1. Discover — don't guess

kilter catalog                  # list available services
kilter catalog show <service>   # category, provides (env vars), detect (client lib)
kilter add <service>            # add to kilter.yaml and re-render
kilter env                      # resolved connection strings + ports

provides tells you which env vars the service publishes into your app container; detect names the client library to install. Ports are deterministic per project but different across projects — always read them from kilter env, never hardcode.

2. Connect by category

CategoryEnvPatternClient lib
Database (postgres)DATABASE_URLconnection string → ORM initdrizzle / prisma / pg
Cache (redis)REDIS_URLconnection string → client initioredis / bullmq
Analytics DB (clickhouse)CLICKHOUSE_URL + admin Secretresolve password → client; batch inserts@clickhouse/client
Messaging (nats, kafka, rabbitmq)NATS_URL / KAFKA_BROKERSbroker URL → producer/consumernats / kafkajs / amqplib
Search (qdrant, meilisearch, typesense)<SVC>_URL (+ key Secret for some)API URL → client; create index in app codeper service
Email (mailpit)SMTP_HOST, SMTP_PORTSMTP → mail clientnodemailer
Don't assume no-auth

Most services need no credentials in dev, but some (clickhouse, meilisearch) keep an admin password or master key in a Kubernetes Secret rather than in provides. If kilter env doesn't surface a credential the client needs, read the service's Secret with kubectl get secret ... -o jsonpath=... (using the project kubeconfig at ~/.cache/kilter/<name>/kubeconfig) and put it in .env.local — never commit it.

3. Validate

Wiring is not done until a test proves connectivity.

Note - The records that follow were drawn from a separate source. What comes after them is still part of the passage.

/*
 * SPDX-License-Identifier: BlueOak-1.0.0
 * Copyright (c) Anillo OS Developers
 */

//! Boot-time configuration, `original_source/kernel/src/core/config.c`'s
//! `fconfig` given a typed Rust shape: a handful of tunables parsed out of
//! the `key=value` boot argument blob the bootstrap stage hands off in the
//! boot data table (§6.4).

use core::time::Duration;

use crate::error::Status;

/// Scheduling and table-sizing tunables read at boot.
#[derive(Debug, Clone, Copy)]
pub struct BootConfig {
    /// Length of a scheduler timeslice before a preemption tick fires.
    pub quantum: Duration,
    /// Initial bucket count for the futex hash table (§4.C); grows are not
    /// supported, so this should be sized generously relative to expected
    /// concurrent futex word count.
    pub futex_table_buckets: usize,
    /// Maximum number of queued messages a channel's ring will buffer
    /// before `channel_send` reports `temporary_outage` (§4.E).
    pub channel_ring_capacity: usize,
    /// Maximum number of items a single monitor may track (§4.F).
    pub monitor_max_items: usize,
}

impl Default for BootConfig {
    fn default() -> Self {
        Self {
            quantum: Duration::from_millis(10),
            futex_table_buckets: 256,
            channel_ring_capacity: 64,
            monitor_max_items: 256,
        }
    }
}

impl BootConfig {
    /// Parse one `key=value` boot argument, overriding the matching field.
    /// Unrecognized keys are ignored (forward compatibility with future
    /// boot arguments some other subsystem consumes), malformed values for
    /// a recognized key report [`Status::InvalidArgument`].
    pub fn apply_override(&mut self, arg: &str) -> Result<(), Status> {
        let (key, value) = arg.split_once('=').ok_or(Status::InvalidArgument)?;
        match key {
            "quantum_us" => {
                let micros: u64 = value.parse().map_err(|_| Status::InvalidArgument)?;
                self.quantum = Duration::from_micros(micros);
            }
            "futex_table_buckets" => {
                self.futex_table_buckets =
                    value.parse().map_err(|_| Status::InvalidArgument)?;
            }
            "channel_ring_capacity" => {
                self.channel_ring_capacity =
                    value.parse().map_err(|_| Status::InvalidArgument)?;
            }
            "monitor_max_items" => {
                self.monitor_max_items = value.parse().map_err(|_| Status::InvalidArgument)?;
            }
            _ => {}
        }
        Ok(())
    }

    /// Parse a whole space-separated boot argument string, as handed off in
    /// the boot data table.
    pub fn parse(args: &str) -> Result<Self, Status> {
        let mut config = Self::default();
        for arg in args.split_whitespace() {
            config.apply_override(arg)?;
        }
        Ok(config)
    }
}

#[cfg(test)]
mod tests {
    use super::*;

    #[test]
    fn defaults_are_sane() {
        let config = BootConfig::default();
        assert!(config.quantum.as_micros() > 0);
        assert!(config.futex_table_buckets > 0);
    }

    #[test]
    fn overrides_recognized_keys() {
        let config = BootConfig::parse("quantum_us=5000 channel_ring_capacity=128").unwrap();
        assert_eq!(config.quantum, Duration::from_micros(5000));
        assert_eq!(config.channel_ring_capacity, 128);
    }

    #[test]
    fn unrecognized_keys_are_ignored() {
        let config = BootConfig::parse("some_driver_flag=1").unwrap();
        assert_eq!(config.channel_ring_capacity, BootConfig::default().channel_ring_capacity);
    }

    #[test]
    fn malformed_value_is_rejected() {
        assert_eq!(
            BootConfig::parse("futex_table_buckets=not_a_number"),
            Err(Status::InvalidArgument)
        );
    }
}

kilter doctor                    # kilter.yaml ↔ code dependency alignment
kilter exec -- <health check>    # service reachable from inside the app container

Then write a minimal connectivity test under tests/wiring/<service>.test.ts:

// redis example — the shape varies by category
const redis = new Redis(process.env.REDIS_URL!);
expect(await redis.ping()).toBe('PONG');
await redis.quit();

Finish by confirming existing pages still load.

4. Document

Add the new env vars to .env.local.example (no secrets), and a line to the project docs if the service changes the dev workflow.

Inline custom services

Anything not in the catalog can be declared directly in kilter.yaml — an image, a port, and the env vars it should publish:

services:
  - postgres                # catalog reference
  - name: imgproxy          # inline custom service
    image: darthsim/imgproxy:latest
    port: 8080
    provides:
      IMGPROXY_URL: "http://imgproxy.{{ .Namespace }}.svc:8080"

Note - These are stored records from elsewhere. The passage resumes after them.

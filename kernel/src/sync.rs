/*
 * SPDX-License-Identifier: BlueOak-1.0.0
 * Copyright (c) Anillo OS Developers
 */

//! Sleep-based mutex and counting semaphore, built over
//! [`crate::waitqueue::WaitQueue`] and [`crate::scheduler::Scheduler`] the
//! way §5 describes ("Mutexes and semaphores are sleep-based, built over
//! waitqueues and an atomic counter/owner"). Everything above the spinlock
//! level in this crate — channel ring insertion/removal (§4.E), the
//! monitor's triggered-items count (§4.F) — is built from the [`Semaphore`]
//! here; [`Mutex`] backs the channel peer mutex and the monitor mutex.
//!
//! Below this level, `machine::sync::{SpinLock, IrqSafeSpinLock}` remain the
//! right tool for state an interrupt handler also touches (run queues, the
//! futex table). A sleep-based lock must never be taken from interrupt
//! context.

use core::{
    cell::UnsafeCell,
    ops::{Deref, DerefMut},
    sync::atomic::{AtomicBool, AtomicIsize, Ordering},
};

use alloc::sync::Arc;

use crate::{
    error::Status,
    scheduler::{Thread, TimeoutType, WakeCause, SCHEDULER},
    waitqueue::WaitQueue,
};
use core::time::Duration;

/// How a blocking acquire behaves when it cannot proceed immediately.
#[derive(Debug, Clone, Copy, PartialEq, Eq)]
pub enum BlockMode {
    /// Fail immediately with [`Status::WouldBlock`].
    NonBlocking,
    /// Block until the resource is available.
    Blocking,
    /// Block until available, or return [`Status::Signaled`] if the calling
    /// thread is interrupted first.
    Interruptible,
}

/// A counting semaphore: `down` before consuming a slot, `up` after
/// producing one. §4.E calls these the channel ring's "insertion" and
/// "removal" semaphores; §4.F calls one the monitor's "triggered-items"
/// semaphore.
pub struct Semaphore {
    count: AtomicIsize,
    waitq: WaitQueue,
}

impl Semaphore {
    /// Create a semaphore with `initial` slots already available.
    pub const fn new(initial: isize) -> Self {
        Self { count: AtomicIsize::new(initial), waitq: WaitQueue::new() }
    }

    /// Current count, for diagnostics only (racy the instant it's read).
    pub fn count(&self) -> isize {
        self.count.load(Ordering::Relaxed)
    }

    pub(crate) fn try_down(&self) -> bool {
        let mut current = self.count.load(Ordering::Acquire);
        loop {
            if current <= 0 {
                return false;
            }
            match self.count.compare_exchange_weak(
                current,
                current - 1,
                Ordering::AcqRel,
                Ordering::Acquire,
            ) {
                Ok(_) => return true,
                Err(observed) => current = observed,
            }
        }
    }

    /// `down`: consume one slot, per `mode`.
    pub fn down(&self, thread: &Arc<Thread>, mode: BlockMode) -> Result<(), Status> {
        loop {
            if self.try_down() {
                return Ok(());
            }
            match mode {
                BlockMode::NonBlocking => return Err(Status::WouldBlock),
                BlockMode::Blocking | BlockMode::Interruptible => {
                    let interruptible = mode == BlockMode::Interruptible;
                    match SCHEDULER.wait_locked_checked(thread, &self.waitq, interruptible) {
                        WakeCause::Signaled => return Err(Status::Signaled),
                        WakeCause::Woken | WakeCause::TimedOut => continue,
                    }
                }
            }
        }
    }

    /// `down` with a timeout. Returns [`Status::TimedOut`] if the deadline
    /// elapses with no slot available; a wake racing the timeout resolves to
    /// the wake (§5 "A timed wait that races with a wake resolves to the
    /// wake, not timeout").
    pub fn down_timeout(
        &self,
        thread: &Arc<Thread>,
        timeout: Duration,
        timeout_type: TimeoutType,
        interruptible: bool,
    ) -> Result<(), Status> {
        if self.try_down() {
            return Ok(());
        }
        match SCHEDULER.wait_timeout_locked(thread, &self.waitq, timeout, timeout_type, interruptible) {
            WakeCause::Signaled => Err(Status::Signaled),
            WakeCause::TimedOut => {
                if self.try_down() {
                    Ok(())
                } else {
                    Err(Status::TimedOut)
                }
            }
            WakeCause::Woken => {
                if self.try_down() {
                    Ok(())
                } else {
                    // Woken for some other reason (e.g. a prior waiter raced
                    // us to the freed slot); caller retries.
                    self.down_timeout(thread, Duration::ZERO, TimeoutType::Relative, interruptible)
                }
            }
        }
    }

    /// `up`: produce one slot and wake one waiter.
    pub fn up(&self) {
        self.count.fetch_add(1, Ordering::AcqRel);
        self.waitq.wake_many(1);
    }

    /// The waitqueue backing this semaphore, for callers that need to block
    /// on it alongside an external condition `try_down` alone can't see
    /// (e.g. a channel half closing).
    pub(crate) fn waitq(&self) -> &WaitQueue {
        &self.waitq
    }

    /// Wake every waiter without producing a slot, so a blocked `down` can
    /// re-check external state (e.g. a peer's `closed_receive` flag) that
    /// changed without the count itself changing.
    pub(crate) fn wake_waiters(&self) {
        self.waitq.wake_all();
    }
}

impl Default for Semaphore {
    fn default() -> Self {
        Self::new(0)
    }
}

/// A sleep-based mutual-exclusion lock: `flock_mutex_t`. Unlike
/// `machine::sync::SpinLock`, a blocked acquirer is descheduled rather than
/// spinning, so this must never be taken from interrupt context or while
/// holding a spinlock.
pub struct Mutex<T: ?Sized> {
    locked: AtomicBool,
    waitq: WaitQueue,
    data: UnsafeCell<T>,
}

unsafe impl<T: ?Sized + Send> Send for Mutex<T> {}
unsafe impl<T: ?Sized + Send> Sync for Mutex<T> {}

impl<T> Mutex<T> {
    /// Create an unlocked mutex.
    pub const fn new(data: T) -> Self {
        Self { locked: AtomicBool::new(false), waitq: WaitQueue::new(), data: UnsafeCell::new(data) }
    }
}

impl<T: ?Sized> Mutex<T> {
    fn try_acquire(&self) -> bool {
        self.locked.compare_exchange(false, true, Ordering::Acquire, Ordering::Relaxed).is_ok()
    }

    /// Acquire the lock, blocking the calling thread if necessary.
    pub fn lock(&self, thread: &Arc<Thread>) -> MutexGuard<'_, T> {
        while !self.try_acquire() {
            SCHEDULER.wait_locked(thread, &self.waitq);
        }
        MutexGuard { lock: self }
    }

    /// Try to acquire without blocking.
    pub fn try_lock(&self) -> Option<MutexGuard<'_, T>> {
        self.try_acquire().then_some(MutexGuard { lock: self })
    }

    fn unlock(&self) {
        self.locked.store(false, Ordering::Release);
        self.waitq.wake_many(1);
    }
}

/// RAII guard for [`Mutex`].
pub struct MutexGuard<'a, T: ?Sized> {
    lock: &'a Mutex<T>,
}

impl<T: ?Sized> Deref for MutexGuard<'_, T> {
    type Target = T;
    fn deref(&self) -> &T {
        unsafe { &*self.lock.data.get() }
    }
}

impl<T: ?Sized> DerefMut for MutexGuard<'_, T> {
    fn deref_mut(&mut self) -> &mut T {
        unsafe { &mut *self.lock.data.get() }
    }
}

impl<T: ?Sized> Drop for MutexGuard<'_, T> {
    fn drop(&mut self) {
        self.lock.unlock();
    }
}

#[cfg(test)]
mod tests {
    use super::*;
    use std::{thread, time::Duration as StdDuration};

    #[test]
    fn semaphore_down_blocks_until_up_from_another_os_thread() {
        let sem = Arc::new(Semaphore::new(0));
        let sem2 = sem.clone();
        let handle = thread::spawn(move || {
            thread::sleep(StdDuration::from_millis(20));
            sem2.up();
        });
        let t = Thread::new();
        assert!(sem.down(&t, BlockMode::Blocking).is_ok());
        handle.join().unwrap();
    }

    #[test]
    fn semaphore_nonblocking_fails_fast_when_empty() {
        let sem = Semaphore::new(0);
        let t = Thread::new();
        assert_eq!(sem.down(&t, BlockMode::NonBlocking), Err(Status::WouldBlock));
    }

    #[test]
    fn semaphore_down_timeout_races_a_concurrent_up() {
        let sem = Arc::new(Semaphore::new(0));
        let sem2 = sem.clone();
        let handle = thread::spawn(move || {
            thread::sleep(StdDuration::from_millis(10));
            sem2.up();
        });
        let t = Thread::new();
        let result = sem.down_timeout(&t, Duration::from_millis(500), TimeoutType::Relative, false);
        assert!(result.is_ok(), "a wake racing a long timeout must resolve to the wake");
        handle.join().unwrap();
    }

    #[test]
    fn mutex_excludes_concurrent_os_threads() {
        let mutex = Arc::new(Mutex::new(0u32));
        let mutex2 = mutex.clone();
        let t1 = Thread::new();
        let t2 = Thread::new();
        let handle = thread::spawn(move || {
            for _ in 0..1000 {
                *mutex2.lock(&t2) += 1;
            }
        });
        for _ in 0..1000 {
            *mutex.lock(&t1) += 1;
        }
        handle.join().unwrap();
        assert_eq!(*mutex.lock(&t1), 2000);
    }
}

The provides template renders with the project namespace and injects into the app container like any catalog service. Then kilter up picks it up.

Anti-patterns

  • Hardcoded URLs or ports — they're project-specific; read from kilter env.
  • Direct browser calls to cookie-based services — auth needs the same-origin proxy; see Auth: Wiring Ory.
  • Skipping validation — a service that starts is not a service that's wired.